Persian technology, Help officials in Seville, Spain, to tackle extreme overheating

Photo Credit: iStock

Thousand-year-old Persian technology could help officials in Seville, Spain, to tackle extreme overheating, if only modern-day politics can stay out of the way. 

City leaders are bracing for temperatures that are expected to pass 120 degrees Fahrenheit in the coming years. In response, they are working on a project in the city's Isla de la Cartuja that uses a "bioclimatic" effort to cool down, according to Urban Innovative Actions. 

"This is not an air-conditioning system like the one you may have in your home," Juan Luis López, an engineer and the project's supervisor, told Bloomberg Green. "We use natural techniques and materials to reduce temperatures."

The project, called CartujaQanat, could cost around $5 million or more, funded in part by the European Union. Some of the work is already complete, with the goal of cooling the air down for the busy city. 

A Bloomberg report describes architecture that fosters breezes, fresh green spaces, and underground aqueducts that borrow from ancient civilizations. The water flow can cool the nearby environment using air, water, and solar power. 

The latter tech is fascinating, yet simple. Water is brought into underground tanks at night, where it cools. During the day, solar-powered pumps send the water through pipes, which travel by fans, creating cooler air.  "Small openings in the floor and steps allow the refreshing current to seep into the square," all per a Bloomberg description. 

And while progress has been made, Bloomberg reports that a change in Spanish political leadership has placed the work in "limbo." When Bloomberg visited the site in July, the news agency reported that it was not open to the public. There was overgrown vegetation "and piles of dried leaves." Delayed contract bids, inflation, and other roadblocks are slowing progress as well. 
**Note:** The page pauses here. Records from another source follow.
//! Directory operations

use std::path::{Path, PathBuf};

use tokio::fs;

use crate::errors::CliError;

/// A directory wrapper with path
#[derive(Debug, Clone)]
pub struct Dir {
    path: PathBuf,
}

impl Dir {
    /// Create a new directory reference
    pub fn new(path: impl Into<PathBuf>) -> Self {
        Self { path: path.into() }
    }

    /// Get the directory path
    pub fn path(&self) -> &Path {
        &self.path
    }

    /// Check if the directory exists
    pub async fn exists(&self) -> bool {
        fs::metadata(&self.path)
            .await
            .map(|m| m.is_dir())
            .unwrap_or(false)
    }

    /// Create the directory (and parents)
    pub async fn create(&self) -> Result<(), CliError> {
        fs::create_dir_all(&self.path).await?;
        Ok(())
    }
}
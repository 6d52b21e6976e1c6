//! Deploy orchestrator
//!
//! Drives one deploy run through [`DeployFsm`]: gate check, record creation,
//! streaming the source archive into the remote build, and the final
//! bookkeeping on the deployment record. The presentation runs on its own
//! task and may end the run early by cancelling the operation token.

use std::path::PathBuf;
use std::sync::Arc;
use std::time::Duration;

use deploy_api::models::{AccessInfo, BuildOutput, DeploymentPhase};
use tokio::sync::oneshot;
use tokio_util::sync::CancellationToken;
use tracing::{debug, error, info, warn};

use crate::deploy::archive::{open_app_archive, ArchiveBuilder};
use crate::deploy::build::{ArchiveStream, BuildSubmitter};
use crate::deploy::demux::StatusDemux;
use crate::deploy::fsm::{DeployEvent, DeployFsm, DeployState};
use crate::deploy::gate::DeployGate;
use crate::deploy::git;
use crate::deploy::lifecycle::{DeploymentStore, LifecycleManager};
use crate::errors::CliError;
use crate::progress::phase::{PhaseSummary, BUILD_PHASE};
use crate::progress::reader::ProgressReader;
use crate::progress::{channels, PresentationControl, PresentationOutcome, Presenter, ProgressHub};

/// Record message for a user interrupt
pub const CANCELLED_MESSAGE: &str = "Deploy cancelled by user";
/// Record message when the build never started moving
pub const TIMEOUT_MESSAGE: &str = "Buildkit startup timeout";
/// Record message when the build returned no version
pub const MISSING_VERSION_MESSAGE: &str = "Build failed: no version returned";

/// What is being deployed, and where
#[derive(Debug, Clone)]
pub struct Target {
    pub app_name: String,
    pub cluster_id: String,
    pub dir: PathBuf,
}

/// Orchestrator options
#[derive(Debug, Clone)]
pub struct Options {
    /// Stall window enforced by the presentation, reported in the error
    pub stall_window: Duration,
    /// Deadline of the detached failure report
    pub failure_report_timeout: Duration,
    /// Capacity of the build status mailbox
    pub status_capacity: usize,
    /// Attach git metadata of the source directory to the record
    pub inspect_git: bool,
}

impl Default for Options {
    fn default() -> Self {
        Self {
            stall_window: Duration::from_secs(60),
            failure_report_timeout: Duration::from_secs(10),
            status_capacity: 64,
            inspect_git: true,
        }
    }
}

/// External services a run talks to
#[derive(Clone)]
pub struct Collaborators {
    pub store: Arc<dyn DeploymentStore>,
    pub builder: Arc<dyn BuildSubmitter>,
    pub archiver: Arc<dyn ArchiveBuilder>,
    pub gate: Arc<dyn DeployGate>,
}

/// Result of a successful run
#[derive(Debug, Clone)]
pub struct DeployReport {
    pub deployment_id: String,
    pub version: String,
    pub access_info: Option<AccessInfo>,
    pub phases: Vec<PhaseSummary>,
}

/// Everything a run produced, successful or not
#[derive(Debug)]
pub struct DeployRun {
    pub fsm: DeployFsm,
    /// Id of the record, when one was created
    pub deployment_id: Option<String>,
    pub result: Result<DeployReport, CliError>,
}

impl DeployRun {
    pub fn state(&self) -> DeployState {
        self.fsm.state()
    }

    pub fn into_result(self) -> Result<DeployReport, CliError> {
        self.result
    }
}

pub struct DeployOrchestrator {
    collaborators: Collaborators,
    target: Target,
    options: Options,
}

/// How the submission phase ended
enum Submission {
    Cancelled,
    Finished(Result<BuildOutput, CliError>),
}

impl DeployOrchestrator {
    pub fn new(collaborators: Collaborators, target: Target, options: Options) -> Self {
        Self {
            collaborators,
            target,
            options,
        }
    }

    /// Run the deploy. `op` is the operation token: cancelling it, from the
    /// presentation or a process signal, fails the run as cancelled.
    pub async fn run(&self, presenter: Box<dyn Presenter>, op: CancellationToken) -> DeployRun {
        let mut fsm = DeployFsm::new();
        let mut deployment_id = None;
        let result = self.execute(&mut fsm, &mut deployment_id, presenter, op).await;
        match &result {
            Ok(report) => info!(deployment_id = %report.deployment_id, version = %report.version, "deploy finished"),
            Err(e) => warn!(state = %fsm.state(), "deploy failed: {}", e),
        }
        DeployRun {
            fsm,
            deployment_id,
            result,
        }
    }

    async fn execute(
        &self,
        fsm: &mut DeployFsm,
        deployment_id: &mut Option<String>,
        presenter: Box<dyn Presenter>,
        op: CancellationToken,
    ) -> Result<DeployReport, CliError> {
        let target = &self.target;

        if let Err(e) = self.collaborators.gate.check_allowed(&target.dir).await {
            transition(fsm, DeployEvent::GateFailed);
            return Err(e);
        }

        let git_info = if self.options.inspect_git {
            git::inspect(&target.dir).await
        } else {
            None
        };
        if let Some(info) = &git_info {
            debug!(sha = git::short_sha(&info.sha), dirty = info.is_dirty, "git info collected");
        }

        let lifecycle = match LifecycleManager::create(
            self.collaborators.store.clone(),
            &target.app_name,
            &target.cluster_id,
            git_info,
            self.options.failure_report_timeout,
        )
        .await
        {
            Ok(lifecycle) => lifecycle,
            Err(e) => {
                transition(fsm, DeployEvent::GateFailed);
                return Err(e);
            }
        };
        *deployment_id = Some(lifecycle.id().to_string());
        transition(fsm, DeployEvent::GatePassed);
        lifecycle.advance_phase(DeploymentPhase::Uploading).await;

        if op.is_cancelled() {
            return Err(self.cancelled(fsm, &lifecycle, &[], &[]).await);
        }

        let archive = match self.open_archive().await {
            Ok(archive) => archive,
            Err(message) => {
                error!("{}", message);
                transition(fsm, DeployEvent::ArchiveFailed);
                lifecycle.mark_failed(&message, &[], &[]).await;
                return Err(CliError::ArchiveError(message));
            }
        };

        let (hub, feeds) = channels(self.options.status_capacity, presenter.status_overflow());
        let archive = track_upload(archive, &hub);

        let control = PresentationControl {
            op: op.clone(),
            done: CancellationToken::new(),
        };
        let presentation = tokio::spawn(presenter.present(feeds, control.clone()));

        let (started_tx, mut started_rx) = oneshot::channel();
        let mut demux = StatusDemux::new(hub, started_tx);
        let mut building_update = None;

        let submission = {
            let submit = self
                .collaborators
                .builder
                .build_from_tar(&target.app_name, archive, &mut demux);
            tokio::pin!(submit);
            let mut started = false;

            loop {
                tokio::select! {
                    biased;
                    _ = op.cancelled() => break Submission::Cancelled,
                    signal = &mut started_rx, if !started => {
                        started = true;
                        if signal.is_ok() {
                            transition(fsm, DeployEvent::BuilderStarted);
                            let lifecycle = lifecycle.clone();
                            building_update = Some(tokio::spawn(async move {
                                lifecycle.advance_phase(DeploymentPhase::Building).await;
                            }));
                        }
                    }
                    result = &mut submit => break Submission::Finished(result),
                }
            }
        };

        // the signal can land in the same poll that finished the submission
        if fsm.state() == DeployState::Uploading && started_rx.try_recv().is_ok() {
            transition(fsm, DeployEvent::BuilderStarted);
            lifecycle.advance_phase(DeploymentPhase::Building).await;
        }
        if let Some(update) = building_update {
            let _ = update.await;
        }

        let succeeded = matches!(&submission, Submission::Finished(Ok(_))) && demux.errors().is_empty();
        if succeeded {
            let layers = demux.transfers().len();
            demux.complete_phase(BUILD_PHASE, format!("{} layers processed", layers));
        }

        control.done.cancel();
        let outcome = match presentation.await {
            Ok(Ok(outcome)) => outcome,
            Ok(Err(e)) => {
                error!("presentation failed: {}", e);
                PresentationOutcome::default()
            }
            Err(e) => {
                error!("presentation task aborted: {}", e);
                PresentationOutcome::default()
            }
        };

        let report = demux.finish();

        let output = match submission {
            Submission::Cancelled if outcome.timed_out => {
                transition(fsm, DeployEvent::Stalled);
                lifecycle.mark_failed(TIMEOUT_MESSAGE, &report.logs, &report.errors).await;
                return Err(CliError::StallTimeout(self.options.stall_window));
            }
            Submission::Cancelled => {
                return Err(self.cancelled(fsm, &lifecycle, &report.logs, &report.errors).await);
            }
            Submission::Finished(Err(e)) => {
                transition(fsm, DeployEvent::BuildFailed);
                let message = format!("Build failed: {}", e);
                lifecycle.mark_failed(&message, &report.logs, &report.errors).await;
                return Err(e);
            }
            Submission::Finished(Ok(_)) if !report.errors.is_empty() => {
                transition(fsm, DeployEvent::BuildFailed);
                let message = format!("Build failed: {}", report.errors.join("; "));
                lifecycle.mark_failed(&message, &report.logs, &report.errors).await;
                return Err(CliError::BuildFailed {
                    errors: report.errors,
                    logs: report.logs,
                });
            }
            Submission::Finished(Ok(output)) => output,
        };

        // a build that ran without any upload signal still went through building
        if fsm.state() == DeployState::Uploading {
            transition(fsm, DeployEvent::BuilderStarted);
            lifecycle.advance_phase(DeploymentPhase::Building).await;
        }

        transition(fsm, DeployEvent::BuildSucceeded);
        lifecycle.advance_phase(DeploymentPhase::Pushing).await;

        if output.version.is_empty() {
            transition(fsm, DeployEvent::VersionMissing);
            lifecycle
                .mark_failed(MISSING_VERSION_MESSAGE, &report.logs, &report.errors)
                .await;
            return Err(CliError::MissingVersion);
        }

        lifecycle.attach_version(&output.version).await;
        transition(fsm, DeployEvent::VersionAttached);
        lifecycle.advance_phase(DeploymentPhase::Activating).await;

        lifecycle.mark_active().await;
        transition(fsm, DeployEvent::Activated);

        Ok(DeployReport {
            deployment_id: lifecycle.id().to_string(),
            version: output.version,
            access_info: output.access_info,
            phases: report.phases,
        })
    }

    async fn open_archive(&self) -> Result<ArchiveStream, String> {
        open_app_archive(&self.target.dir, self.collaborators.archiver.as_ref()).await
    }

    async fn cancelled(
        &self,
        fsm: &mut DeployFsm,
        lifecycle: &LifecycleManager,
        logs: &[String],
        errors: &[String],
    ) -> CliError {
        info!("deploy interrupted");
        transition(fsm, DeployEvent::Interrupted);
        lifecycle.mark_failed(CANCELLED_MESSAGE, logs, errors).await;
        CliError::Cancelled
    }
}

/// Publish upload samples of `archive` into the hub
fn track_upload(archive: ArchiveStream, hub: &ProgressHub) -> ArchiveStream {
    let upload = hub.upload.clone();
    Box::pin(ProgressReader::new(
        archive,
        Box::new(move |sample| upload.publish(sample)),
    ))
}

fn transition(fsm: &mut DeployFsm, event: DeployEvent) {
    let from = fsm.state();
    match fsm.process(event) {
        Ok(to) => info!(%from, %to, "deploy state changed"),
        Err(e) => warn!("{}", e),
    }
}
However, Seville's new mayor, José Luis Sanz, told Bloomberg that he supports the project, noting "[that the] impacts of climate change are more than obvious." 

As planet overheating continues to set records, clean ways to cool populated places without adding to air pollution are vital. This project in Seville, which borrows from the work of ancient Persians, could be a model for other cities. 

"The goal is to test the technology, to learn from it, and fine-tune it so we can replicate what works elsewhere," López told Bloomberg.